At Fred Hutchinson Cancer Research Center, home to three Nobel laureates, interdisciplinary teams of world-renowned scientists seek new and innovative ways to prevent, diagnose and treat cancer, HIV/AIDS and other life-threatening diseases. Fred Hutch’s pioneering work in bone marrow transplantation led to the development of immunotherapy, which harnesses the power of the immune system to treat cancer. An independent, nonprofit research institute based in Seattle, Fred Hutch houses the nation’s first cancer prevention research program, as well as the clinical coordinating center of the Women’s Health Initiative and the international headquarters of the HIV Vaccine Trials Network.
The Regulatory Operations Manager will be responsible for growing and overseeing a team that manages the day-to-day regulatory documentation of intervention oncology clinical trials, including investigator-initiated trials, multi-site IND trials, NCI National Clinical Trial Network (NCTN) trials (cooperative group clinical trials) and industry-sponsored trials. The position will manage all aspects of regulatory document submissions through the life of a trial. In addition, this position will define and implement best practice for regulatory management across the Cancer Consortium institutions: Fred Hutchinson Cancer Research Center, Seattle Children’s, the University of Washington and the Seattle Cancer Care Alliance. The position will report directly to the Assistant Director, Clinical Research Regulatory and Compliance.

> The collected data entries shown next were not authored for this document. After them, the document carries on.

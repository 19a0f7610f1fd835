use async_trait::async_trait;

use crate::{ConditionalSend, ConditionalSync, DynHandler, Handler, UnsupportedInputError};

/// Chains handlers together: the first one whose
/// [`can_handle`](Handler::can_handle) succeeds processes the input.
///
/// When none of the handlers support the input, the waterfall fails with an
/// [`UnsupportedInputError`] listing why each of them declined.
pub struct WaterfallHandler<Input, Output, Error> {
    handlers: Vec<DynHandler<Input, Output, Error>>,
}

impl<Input, Output, Error> WaterfallHandler<Input, Output, Error>
where
    Input: ConditionalSend + ConditionalSync + 'static,
    Output: ConditionalSend,
    Error: std::error::Error + From<UnsupportedInputError> + ConditionalSend,
{
    /// Create a waterfall over the given handlers, tried in order.
    pub fn new(handlers: Vec<DynHandler<Input, Output, Error>>) -> Self {
        Self { handlers }
    }

    /// Number of handlers in the chain.
    pub fn len(&self) -> usize {
        self.handlers.len()
    }

    /// Whether the chain has no handlers at all.
    pub fn is_empty(&self) -> bool {
        self.handlers.is_empty()
    }

    async fn find_handler(
        &self,
        input: &Input,
    ) -> Result<&DynHandler<Input, Output, Error>, Error> {
        let mut reasons = Vec::with_capacity(self.handlers.len());

        for handler in &self.handlers {
            match handler.can_handle(input).await {
                Ok(()) => return Ok(handler),
                Err(error) => reasons.push(error.to_string()),
            }
        }

        tracing::debug!(tried = self.handlers.len(), "No handler supports the input");

        Err(UnsupportedInputError::new(format!(
            "No handler supports the given input: [{}]",
            reasons.join(", ")
        ))
        .into())
    }
}

#[cfg_attr(not(target_arch = "wasm32"), async_trait)]
#[cfg_attr(target_arch = "wasm32", async_trait(?Send))]
impl<Input, Output, Error> Handler<Input> for WaterfallHandler<Input, Output, Error>
where
    Input: ConditionalSend + ConditionalSync + 'static,
    Output: ConditionalSend + 'static,
    Error: std::error::Error + From<UnsupportedInputError> + ConditionalSend + 'static,
{
    type Output = Output;
    type Error = Error;

    async fn can_handle(&self, input: &Input) -> Result<(), Error> {
        self.find_handler(input).await.map(|_| ())
    }

    async fn handle(&self, input: Input) -> Result<Output, Error> {
        let handler = self.find_handler(&input).await?;
        handler.handle(input).await
    }

    async fn handle_safe(&self, input: Input) -> Result<Output, Error> {
        self.handle(input).await
    }
}

#[cfg(test)]
mod tests {
    use std::sync::Arc;

    use async_trait::async_trait;
    use testresult::TestResult;

    use crate::{DynHandler, Handler, UnsupportedInputError, WaterfallHandler};

    struct Prefixed(&'static str);

    #[cfg_attr(not(target_arch = "wasm32"), async_trait)]
    #[cfg_attr(target_arch = "wasm32", async_trait(?Send))]
    impl Handler<String> for Prefixed {
        type Output = String;
        type Error = UnsupportedInputError;

        async fn can_handle(&self, input: &String) -> Result<(), Self::Error> {
            if !input.starts_with(self.0) {
                return Err(UnsupportedInputError::new(format!("not {}", self.0)));
            }
            Ok(())
        }

        async fn handle(&self, input: String) -> Result<String, Self::Error> {
            Ok(format!("{} handled {input}", self.0))
        }
    }

    fn waterfall() -> WaterfallHandler<String, String, UnsupportedInputError> {
        let handlers: Vec<DynHandler<String, String, UnsupportedInputError>> = ["a", "ab", "b"]
            .into_iter()
            .map(|prefix| {
                Arc::new(Prefixed(prefix)) as DynHandler<String, String, UnsupportedInputError>
            })
            .collect();
        WaterfallHandler::new(handlers)
    }

    #[tokio::test]
    async fn it_uses_the_first_handler_that_accepts() -> TestResult {
        let waterfall = waterfall();

        assert_eq!(waterfall.handle_safe("abc".into()).await?, "a handled abc");
        assert_eq!(waterfall.handle("bcd".into()).await?, "b handled bcd");
        Ok(())
    }

    #[tokio::test]
    async fn it_reports_every_reason_when_nothing_accepts() {
        let error = waterfall()
            .can_handle(&"xyz".to_string())
            .await
            .expect_err("no handler should accept");

        assert_eq!(
            error,
            UnsupportedInputError::new(
                "No handler supports the given input: [Unsupported input: not a, \
                 Unsupported input: not ab, Unsupported input: not b]"
            )
        );
    }

    #[tokio::test]
    async fn it_rejects_everything_when_empty() {
        let empty = WaterfallHandler::<String, String, UnsupportedInputError>::new(vec![]);

        assert!(empty.is_empty());
        assert!(empty.handle_safe("a".into()).await.is_err());
    }
}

• Set vision and strategy for growing a regulatory team that manages: multi-site investigator initiated IND trials, industry trials, NCTN studies, and single-site investigator initiated trials.
• Define regulatory team and Consortium best practices for regulatory management; create and maintain Standard Operating Procedures (SOPs) and ensures program compliance with the SOPs.

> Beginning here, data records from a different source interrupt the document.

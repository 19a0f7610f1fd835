use std::collections::BTreeSet;

use ldp_common::ResourceIdentifier;
use serde::{Deserialize, Serialize};

use crate::AccessMode;

/// A pre-authorized capability, scoped to exactly one resource and a fixed
/// set of modes.
///
/// A ticket grants nothing for any identifier other than the one it names:
/// there is no prefix or container matching.
#[derive(Debug, Clone, PartialEq, Eq, Serialize, Deserialize)]
pub struct Ticket {
    /// The only resource this ticket applies to.
    pub resource: ResourceIdentifier,
    /// The modes this ticket grants on `resource`.
    pub modes: BTreeSet<AccessMode>,
}

impl Ticket {
    /// Create a ticket for `resource` granting `modes`.
    pub fn new(
        resource: impl Into<ResourceIdentifier>,
        modes: impl IntoIterator<Item = AccessMode>,
    ) -> Self {
        Self {
            resource: resource.into(),
            modes: modes.into_iter().collect(),
        }
    }
}

/// Everything known about who is making a request.
///
/// Credentials are extracted from the request before authorization starts
/// and are never modified while permissions are resolved.
#[derive(Debug, Clone, Default, PartialEq, Eq, Serialize, Deserialize)]
#[serde(rename_all = "camelCase")]
pub struct Credentials {
    /// The authenticated identity of the requester.
    pub web_id: Option<String>,
    /// The client application acting on behalf of the requester.
    pub client: Option<String>,
    /// A ticket presented with the request.
    pub ticket: Option<Ticket>,
}

impl Credentials {
    /// Credentials of a requester that presented nothing.
    pub fn anonymous() -> Self {
        Self::default()
    }

    /// Set the WebID
    pub fn with_web_id(mut self, web_id: impl Into<String>) -> Self {
        self.web_id = Some(web_id.into());
        self
    }

    /// Set the ticket
    pub fn with_ticket(mut self, ticket: Ticket) -> Self {
        self.ticket = Some(ticket);
        self
    }

    /// The WebID, when the requester presented a non-empty one.
    pub fn authenticated_web_id(&self) -> Option<&str> {
        self.web_id.as_deref().filter(|web_id| !web_id.is_empty())
    }
}
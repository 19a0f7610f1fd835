//! Turns failures into protocol-correct, content-negotiated responses.
//!
//! Error handling is layered. A [`ConvertingErrorHandler`] wraps the error
//! in an internal representation and lets a [`RepresentationConverter`]
//! produce whatever the client prefers. It is fallible. A
//! [`SafeErrorHandler`] wraps it and falls back to a plain-text body when
//! anything goes wrong, so that a [`ResponseDescription`] is always
//! produced.
//!
//! Both consult an [`ErrorMetadataCollector`] to attach remediation hints.
//! The [`TicketMetadataCollector`] tells a denied client which ticket it
//! needs: which resource it must name and which modes it must grant.
//!
//! ```text
//! error + request
//!   ⇒ SafeErrorHandler
//!       ⇒ ConvertingErrorHandler ⇒ RepresentationConverter
//!       ⇒ ErrorMetadataCollector (ticket subject, ticket needs)
//!   ⇒ ResponseDescription { status, metadata, body }
//! ```

mod error;
pub use error::*;

mod request;
pub use request::*;

mod metadata;
pub use metadata::*;

mod representation;
pub use representation::*;

mod preferences;
pub use preferences::*;

mod response;
pub use response::*;

mod conversion;
pub use conversion::*;

mod collector;
pub use collector::*;

mod handler;
pub use handler::*;

mod config;
pub use config::*;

• Collaborate with Consortium faculty and research teams to provide integrated regulatory support.
• Manage day-to-day regulatory operations and workload of regulatory team, plan resource needs and strategize growth.
• Assists with the development of standard training requirements and assists with ongoing regulatory-related education and training for investigators and Consortium research personnel.
• Represent CRS Quality and Compliance as a regulatory consultant at process improvement workgroups, institutional meetings, and conferences.
• Identify Consortium and program improvement opportunities and lead improvement efforts within team, including technology solutions; identify opportunities for expanding solutions to Consortium study teams.
• Implement commercial electronic regulatory binder software with team, and plan and implement system across Consortium research teams.
• Coordinates with Regulatory Affairs team as needed to address regulatory-related quality and compliance matters.
• Perform internal audits and quality assurance reviews on regulatory files, as needed.
• Liaise with investigators, study teams, sponsors, and Institutional Review Office (IRO) representatives on all clinical trial regulatory operations.
• Bachelor’s degree (Master’s degree preferred).
• Minimum of 5 years of regulatory experience in the conduct of interventional, treatment, and/or FDA-regulated clinical trials, preferably oncology trials.
• Experience as a lead or senior research or regulatory coordinator with supervisory experience. Project management experience a plus.